··· INFORMATION SHOWN ···

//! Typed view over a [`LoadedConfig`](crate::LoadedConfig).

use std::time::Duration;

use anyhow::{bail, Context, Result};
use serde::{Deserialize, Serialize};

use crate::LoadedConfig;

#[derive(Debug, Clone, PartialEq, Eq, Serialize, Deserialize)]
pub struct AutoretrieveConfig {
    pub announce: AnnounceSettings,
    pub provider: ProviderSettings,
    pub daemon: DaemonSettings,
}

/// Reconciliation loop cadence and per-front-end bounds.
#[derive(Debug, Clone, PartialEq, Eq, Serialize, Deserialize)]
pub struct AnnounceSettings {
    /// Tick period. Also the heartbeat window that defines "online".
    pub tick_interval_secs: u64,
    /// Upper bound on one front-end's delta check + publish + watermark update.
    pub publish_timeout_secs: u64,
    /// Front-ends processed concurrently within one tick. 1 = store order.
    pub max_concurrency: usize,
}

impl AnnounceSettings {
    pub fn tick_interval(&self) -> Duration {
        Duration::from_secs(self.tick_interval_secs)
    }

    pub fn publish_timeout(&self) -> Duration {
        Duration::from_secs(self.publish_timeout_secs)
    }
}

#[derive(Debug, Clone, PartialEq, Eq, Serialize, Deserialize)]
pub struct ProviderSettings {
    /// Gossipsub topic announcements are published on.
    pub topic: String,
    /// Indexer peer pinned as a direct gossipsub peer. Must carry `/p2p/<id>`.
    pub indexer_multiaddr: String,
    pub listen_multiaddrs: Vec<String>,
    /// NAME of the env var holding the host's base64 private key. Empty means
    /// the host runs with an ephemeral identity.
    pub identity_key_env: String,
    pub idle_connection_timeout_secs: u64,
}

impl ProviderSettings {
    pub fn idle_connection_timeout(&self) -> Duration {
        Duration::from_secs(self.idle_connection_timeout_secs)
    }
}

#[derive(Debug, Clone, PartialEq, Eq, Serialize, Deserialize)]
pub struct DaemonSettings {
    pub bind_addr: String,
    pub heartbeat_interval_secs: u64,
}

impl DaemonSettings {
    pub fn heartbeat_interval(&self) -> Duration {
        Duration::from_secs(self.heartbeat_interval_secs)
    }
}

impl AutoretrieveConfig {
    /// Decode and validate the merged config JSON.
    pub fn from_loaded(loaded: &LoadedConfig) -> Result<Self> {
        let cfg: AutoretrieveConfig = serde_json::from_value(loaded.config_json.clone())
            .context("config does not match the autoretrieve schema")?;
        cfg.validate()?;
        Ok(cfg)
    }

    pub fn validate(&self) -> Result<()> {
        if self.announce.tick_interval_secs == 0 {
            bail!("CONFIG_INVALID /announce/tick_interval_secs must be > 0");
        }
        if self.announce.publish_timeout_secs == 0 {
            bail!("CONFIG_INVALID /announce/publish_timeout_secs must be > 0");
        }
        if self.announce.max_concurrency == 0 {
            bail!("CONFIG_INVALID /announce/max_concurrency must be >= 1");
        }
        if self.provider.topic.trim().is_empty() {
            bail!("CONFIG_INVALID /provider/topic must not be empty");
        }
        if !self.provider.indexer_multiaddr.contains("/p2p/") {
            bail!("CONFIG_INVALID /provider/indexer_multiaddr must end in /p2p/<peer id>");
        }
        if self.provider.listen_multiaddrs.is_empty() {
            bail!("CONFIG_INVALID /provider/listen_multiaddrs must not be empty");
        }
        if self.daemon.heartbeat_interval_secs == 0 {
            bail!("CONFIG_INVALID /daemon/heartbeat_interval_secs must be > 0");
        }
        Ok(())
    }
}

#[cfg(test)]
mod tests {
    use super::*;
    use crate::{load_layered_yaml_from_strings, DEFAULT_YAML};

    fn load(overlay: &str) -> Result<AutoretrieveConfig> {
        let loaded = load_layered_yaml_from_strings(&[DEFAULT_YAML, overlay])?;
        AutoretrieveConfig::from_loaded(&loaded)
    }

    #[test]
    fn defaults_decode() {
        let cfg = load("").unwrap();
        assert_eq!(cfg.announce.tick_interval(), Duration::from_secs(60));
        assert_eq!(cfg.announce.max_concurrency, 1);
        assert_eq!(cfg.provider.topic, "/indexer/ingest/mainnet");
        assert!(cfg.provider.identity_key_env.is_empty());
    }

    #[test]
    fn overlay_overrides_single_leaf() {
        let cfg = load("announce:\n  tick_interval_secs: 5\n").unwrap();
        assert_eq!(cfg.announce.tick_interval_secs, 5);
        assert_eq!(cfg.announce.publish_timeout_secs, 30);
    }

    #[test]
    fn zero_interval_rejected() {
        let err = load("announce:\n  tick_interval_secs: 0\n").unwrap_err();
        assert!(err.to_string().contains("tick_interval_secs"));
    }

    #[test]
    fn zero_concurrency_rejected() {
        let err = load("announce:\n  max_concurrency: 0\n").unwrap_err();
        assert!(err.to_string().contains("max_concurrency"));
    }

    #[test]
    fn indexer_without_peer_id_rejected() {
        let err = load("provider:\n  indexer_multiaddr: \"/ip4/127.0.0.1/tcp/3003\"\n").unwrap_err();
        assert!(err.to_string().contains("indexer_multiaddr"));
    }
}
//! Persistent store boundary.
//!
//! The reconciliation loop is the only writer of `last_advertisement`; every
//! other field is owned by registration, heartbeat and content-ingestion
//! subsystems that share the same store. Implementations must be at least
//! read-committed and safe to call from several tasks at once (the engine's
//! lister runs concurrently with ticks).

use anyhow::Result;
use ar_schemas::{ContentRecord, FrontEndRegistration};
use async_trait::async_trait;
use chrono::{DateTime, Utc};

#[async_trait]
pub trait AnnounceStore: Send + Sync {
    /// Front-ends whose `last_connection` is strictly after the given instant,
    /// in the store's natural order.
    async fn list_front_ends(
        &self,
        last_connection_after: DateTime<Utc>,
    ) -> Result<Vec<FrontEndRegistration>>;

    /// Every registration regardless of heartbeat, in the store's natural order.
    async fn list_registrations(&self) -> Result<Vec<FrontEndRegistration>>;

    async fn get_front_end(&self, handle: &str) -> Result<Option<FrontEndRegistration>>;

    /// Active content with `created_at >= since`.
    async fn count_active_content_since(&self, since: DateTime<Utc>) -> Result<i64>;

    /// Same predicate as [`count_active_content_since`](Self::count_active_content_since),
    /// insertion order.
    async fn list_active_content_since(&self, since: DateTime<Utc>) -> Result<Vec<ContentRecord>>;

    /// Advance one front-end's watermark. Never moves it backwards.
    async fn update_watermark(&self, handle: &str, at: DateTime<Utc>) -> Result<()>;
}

···

WORK ORDER: Where a line of the records contains the word "that", count it; state only the final tally.

EXERCISE ANSWER: 2